My Cousin and Me
Well
Ann, my wife, has been threatening me for a long time and now it has
happened. She said she has no choice but
to divorce me. Usually she makes that
threat when I leave the cupboard doors open or let warm air into our pantry
where she feels the temperature should be kept somewhere south of 30 degrees
below zero, which is about ten degrees warmer than she lets me keep the temperature
in the den where I spend most of my waking hours. Sometimes she also threatens divorce when she
feels that I have embellished the things I share in this column. But this time she really sounds like she
means it because she said, in a rather crisp voice, "Robert Leland, our marriage is toast, and you are the crust that
I am chucking. So get out your alimony
wallet because I am going to ask for big maintenance payments to help defray
the cost of me moving down off this hill." The other reason I know she means it is that
it has nothing to do with her complaint that I am an irritating old coot. This time there are serious biological and genealogical
concerns driving her ire.
To
explain: I discovered a really interesting genealogical tool called a Fan
Chart. It is a chart that displays
you along with eight generations of both your direct-line patriarchal and
matriarchal ancestors on one page. It is
especially useful in seeing areas where you are missing ancestral information
and have more detective work to do. It
is also interesting just to read through the names of those that preceded
you. Our grandkids, for instance,
noticed that one of my great, great, great, great, great, great grandfathers,
on my mother's side, was named Chief Big Thunder. I was getting ready to build a casino, then
Ann said that maybe my excitement was premature, since the Chief's father's
name was Foss and the Chief's son's name was Foss and that might mean that "Big
Thunder" was an honorary name, not a real Indian Chief.

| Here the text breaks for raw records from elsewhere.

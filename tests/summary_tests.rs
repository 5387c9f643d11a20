use edge_summary::aggregator::{aggregate_file, source_id, CountTable};
use edge_summary::commands::{build_summary, SummarizeArgs};
use edge_summary::output::{read_export, render_table, write_export, Cell, ExportFormat};
use edge_summary::parser::{
    ClassifierConfig, EdgeClassifier, EdgeKindPattern, ReadOptions, TraceFormat,
};
use edge_summary::utils::SummaryError;
use pretty_assertions::assert_eq;
use std::fs;
use std::path::{Path, PathBuf};
use tempfile::TempDir;

fn write_file(dir: &TempDir, name: &str, contents: &str) -> PathBuf {
    let path = dir.path().join(name);
    fs::write(&path, contents).unwrap();
    path
}

fn cell_values(cells: &[Cell]) -> Vec<String> {
    cells.iter().map(Cell::render).collect()
}

#[test]
fn test_scenario_unstructured_counts() {
    let dir = tempfile::tempdir().unwrap();
    let log = write_file(
        &dir,
        "a.log",
        "f: conditional branch edge to 0x1\n\
         g: conditional branch edge to 0x2\n\
         h: return edge to 0x3\n\
         i: garbage edge to 0x4\n",
    );

    let args = SummarizeArgs {
        logs: vec![log.clone()],
        include_total: true,
        ..Default::default()
    };
    let (table, report) = build_summary(&args).unwrap();

    assert_eq!(
        report.columns,
        vec![
            "source",
            "direct-call",
            "indirect-call",
            "return",
            "conditional-branch",
            "unconditional-branch",
            "switch",
            "unknown-edge",
            "total"
        ]
    );
    assert_eq!(
        cell_values(&report.rows[0].cells),
        vec![log.display().to_string(), "0".into(), "0".into(), "1".into(), "2".into(), "0".into(), "0".into(), "0".into(), "3".into()]
    );

    let stats = table.get(&source_id(&log)).unwrap().stats();
    assert_eq!(stats.records_read, 4);
    assert_eq!(stats.unmatched, 1);
}

#[test]
fn test_scenario_structured_duplicate_rows() {
    let dir = tempfile::tempdir().unwrap();
    let log = write_file(
        &dir,
        "edges.csv",
        "shared_object,base_addr,prev_addr,cur_addr\n\
         libc.so,0x1000,0x10,0x20\n\
         libc.so,0x1000,0x10,0x20\n",
    );

    let args = SummarizeArgs {
        logs: vec![log.clone()],
        format: TraceFormat::Structured,
        ..Default::default()
    };
    let (_, report) = build_summary(&args).unwrap();

    assert_eq!(report.rows.len(), 1);
    assert_eq!(
        cell_values(&report.rows[0].cells),
        vec![log.display().to_string(), "libc.so".into(), "0x1000".into(), "0x10".into(), "0x20".into(), "2".into()]
    );
}

#[test]
fn test_scenario_unmatched_source_still_listed() {
    let dir = tempfile::tempdir().unwrap();
    let first = write_file(&dir, "first.log", "f: switch edge to 0x1\n");
    let second = write_file(&dir, "second.log", "nothing\nto see\n");

    let args = SummarizeArgs {
        logs: vec![first, second.clone()],
        ..Default::default()
    };
    let (_, report) = build_summary(&args).unwrap();

    assert_eq!(report.rows.len(), 2);
    assert_eq!(report.rows[1].source, second.display().to_string());
    assert!(report.rows[1].cells[1..].iter().all(|c| *c == Cell::Count(0)));
}

#[test]
fn test_scenario_missing_required_field() {
    let dir = tempfile::tempdir().unwrap();
    let log = write_file(
        &dir,
        "edges.csv",
        "shared_object,base_addr,prev_addr\nlibc.so,0x1000,0x10\n",
    );
    let classifier = EdgeClassifier::with_defaults().unwrap();
    let mut table = CountTable::new();

    let result = aggregate_file(
        &mut table,
        &classifier,
        &log,
        ReadOptions::new(TraceFormat::Structured),
    );

    assert!(matches!(result, Err(SummaryError::MalformedRecord { line: 1, .. })));
    assert_eq!(table.source_total(&source_id(&log)), 0);
}

#[test]
fn test_missing_input_fails_run() {
    let dir = tempfile::tempdir().unwrap();
    let good = write_file(&dir, "good.log", "f: return edge\n");

    let args = SummarizeArgs {
        logs: vec![good, dir.path().join("missing.log")],
        ..Default::default()
    };
    let err = build_summary(&args).unwrap_err();

    assert!(matches!(
        err.downcast_ref::<SummaryError>(),
        Some(SummaryError::InputNotFound { .. })
    ));
}

#[test]
fn test_counts_never_exceed_lines() {
    let dir = tempfile::tempdir().unwrap();
    let lines = [
        "a: direct call edge",
        "b: indirect call edge",
        "c: return edge",
        "d: nothing",
        "e: unconditional branch edge",
        "",
        "f: switch edge",
        "g: unknown edge here",
    ];
    let log = write_file(&dir, "mixed.log", &lines.join("\n"));

    let args = SummarizeArgs {
        logs: vec![log.clone()],
        ..Default::default()
    };
    let (table, _) = build_summary(&args).unwrap();

    let counts = table.get(&source_id(&log)).unwrap();
    let stats = counts.stats();
    assert_eq!(stats.records_read, lines.len() as u64);
    assert_eq!(counts.total(), stats.records_read - stats.unmatched);
    assert_eq!(counts.total(), 6);
}

#[test]
fn test_custom_kinds_order() {
    let dir = tempfile::tempdir().unwrap();
    let kinds = write_file(
        &dir,
        "kinds.toml",
        "[[kinds]]\nlabel = \"call\"\npattern = \"call\"\n\n[[kinds]]\nlabel = \"indirect\"\npattern = \"indirect\"\n",
    );
    let log = write_file(&dir, "a.log", "f: indirect call edge\n");

    let args = SummarizeArgs {
        logs: vec![log],
        kinds_file: Some(kinds),
        ..Default::default()
    };
    let (_, report) = build_summary(&args).unwrap();

    assert_eq!(report.columns, vec!["source", "call", "indirect"]);
    assert_eq!(report.rows[0].cells[1..].to_vec(), vec![Cell::Count(1), Cell::Count(0)]);
}

#[test]
fn test_reserved_kind_label_rejected() {
    let dir = tempfile::tempdir().unwrap();
    let kinds = write_file(
        &dir,
        "kinds.toml",
        "[[kinds]]\nlabel = \"count\"\npattern = \"call\"\n\n[[kinds]]\nlabel = \"ret\"\npattern = \"return\"\n",
    );
    let log = write_file(&dir, "a.log", "x call\ny return\nz return\n");

    let args = SummarizeArgs {
        logs: vec![log],
        kinds_file: Some(kinds),
        include_total: true,
        ..Default::default()
    };
    let err = build_summary(&args).unwrap_err();

    assert!(matches!(
        err.downcast_ref::<SummaryError>(),
        Some(SummaryError::InvalidPattern { label, .. }) if label == "count"
    ));
}

#[test]
fn test_signed_address_is_malformed() {
    let dir = tempfile::tempdir().unwrap();
    let log = write_file(&dir, "edges.csv", "prev_addr,cur_addr\n0x+10,16\n");

    let args = SummarizeArgs {
        logs: vec![log],
        format: TraceFormat::Structured,
        ..Default::default()
    };
    let err = build_summary(&args).unwrap_err();

    assert!(matches!(
        err.downcast_ref::<SummaryError>(),
        Some(SummaryError::MalformedRecord { line: 2, .. })
    ));
}

#[test]
fn test_independent_classifiers() {
    let first = EdgeClassifier::new(&ClassifierConfig::new(vec![
        EdgeKindPattern::new("a", "x"),
    ]))
    .unwrap();
    let second = EdgeClassifier::new(&ClassifierConfig::new(vec![
        EdgeKindPattern::new("b", "x"),
    ]))
    .unwrap();

    assert_eq!(first.labels().collect::<Vec<_>>(), vec!["a"]);
    assert_eq!(second.labels().collect::<Vec<_>>(), vec!["b"]);
}

#[test]
fn test_export_idempotent_and_round_trip() {
    let dir = tempfile::tempdir().unwrap();
    let first = write_file(
        &dir,
        "one.csv",
        "shared_object,base_addr,prev_addr,cur_addr\n\
         \"lib, with comma.so\",0x1000,0x10,0x20\n\
         libc.so,4096,16,32\n\
         libc.so,0x1000,0x10,0x20\n",
    );
    let second = write_file(&dir, "two.csv", "prev_addr,cur_addr\n1,2\n");

    let args = SummarizeArgs {
        logs: vec![first.clone(), second.clone()],
        format: TraceFormat::Structured,
        ..Default::default()
    };

    let out_a = dir.path().join("a.csv");
    let out_b = dir.path().join("b.csv");

    let (_, report) = build_summary(&args).unwrap();
    write_export(&report, &out_a, ExportFormat::Csv).unwrap();
    let (table, report) = build_summary(&args).unwrap();
    write_export(&report, &out_b, ExportFormat::Csv).unwrap();

    assert_eq!(fs::read(&out_a).unwrap(), fs::read(&out_b).unwrap());

    let summary = read_export(&out_a).unwrap();
    assert_eq!(summary.rows, 3);
    assert_eq!(
        summary.source_totals,
        vec![
            (source_id(&first), table.source_total(&source_id(&first))),
            (source_id(&second), table.source_total(&source_id(&second))),
        ]
    );
    assert_eq!(summary.source_totals[0].1, 3);
}

#[test]
fn test_kind_export_round_trip_with_total() {
    let dir = tempfile::tempdir().unwrap();
    let log = write_file(&dir, "a.log", "f: return edge\ng: switch edge\nh: return edge\n");

    let args = SummarizeArgs {
        logs: vec![log.clone()],
        include_total: true,
        ..Default::default()
    };
    let (table, report) = build_summary(&args).unwrap();

    let out = dir.path().join("kinds.csv");
    write_export(&report, &out, ExportFormat::Csv).unwrap();

    let summary = read_export(&out).unwrap();
    assert_eq!(
        summary.source_totals,
        vec![(source_id(&log), table.source_total(&source_id(&log)))]
    );
}

#[test]
fn test_failed_export_leaves_no_file() {
    let dir = tempfile::tempdir().unwrap();
    let log = write_file(&dir, "a.log", "f: return edge\n");
    let args = SummarizeArgs {
        logs: vec![log],
        ..Default::default()
    };
    let (_, report) = build_summary(&args).unwrap();

    // A regular file where the parent directory should be
    let blocker = write_file(&dir, "blocker", "");
    let out = blocker.join("summary.csv");

    let result = write_export(&report, &out, ExportFormat::Csv);

    assert!(matches!(result, Err(SummaryError::OutputWriteFailed { .. })));
    assert!(!Path::new(&out).exists());
}

#[test]
fn test_console_table_lists_every_source() {
    let dir = tempfile::tempdir().unwrap();
    let log = write_file(&dir, "a.log", "f: return edge\n");
    let args = SummarizeArgs {
        logs: vec![log.clone()],
        ..Default::default()
    };
    let (_, report) = build_summary(&args).unwrap();

    let rendered = render_table(&report, false);
    let lines: Vec<&str> = rendered.lines().collect();

    assert_eq!(lines.len(), 3);
    assert!(lines[0].starts_with("source"));
    assert!(lines[2].starts_with(&log.display().to_string()));
}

The thing that really got Ann stirred up, though,
was something SHE noticed by comparing her Fan Chart to mine. Without even hunting she noted that in
addition to her mother's maiden name being Spencer, the maiden name of one of
my great, great grandmothers on my father's side is also Spencer. After seeing that, she began to worry that she
was married to a cousin, albeit a couple of times removed.
Ann
is now in a real tizzy. Although she has
checked and found that the three children we have appear to be perfectly normal,
she is currently worried that our next child may be born with two big toes on each
foot as a punishment for her having married a close relative. I reminded her that a "next child" was
unlikely to occur in our case considering that I am seventy eight, but she just
kept mumbling something about Abraham and Sarah. In the meantime I have been doing
genealogical research 24-hours/day in hopes of finding that my Spencer line is
on a completely different tree than her Spencer line. When Ann heard of my investigation, she
responded that if her Spencers were on a different tree than mine it is likely
that hers would be found on a Redwood and mine would be hanging from a Weeping
Willow. I am looking feverishly to
confirm my theory because if it turns out that we were related before we were
married I am in deep trouble. While I
might be able to learn how to do my own laundry, it is unlikely that I could
afford the big alimony payments Ann will demand to help her get off the hill.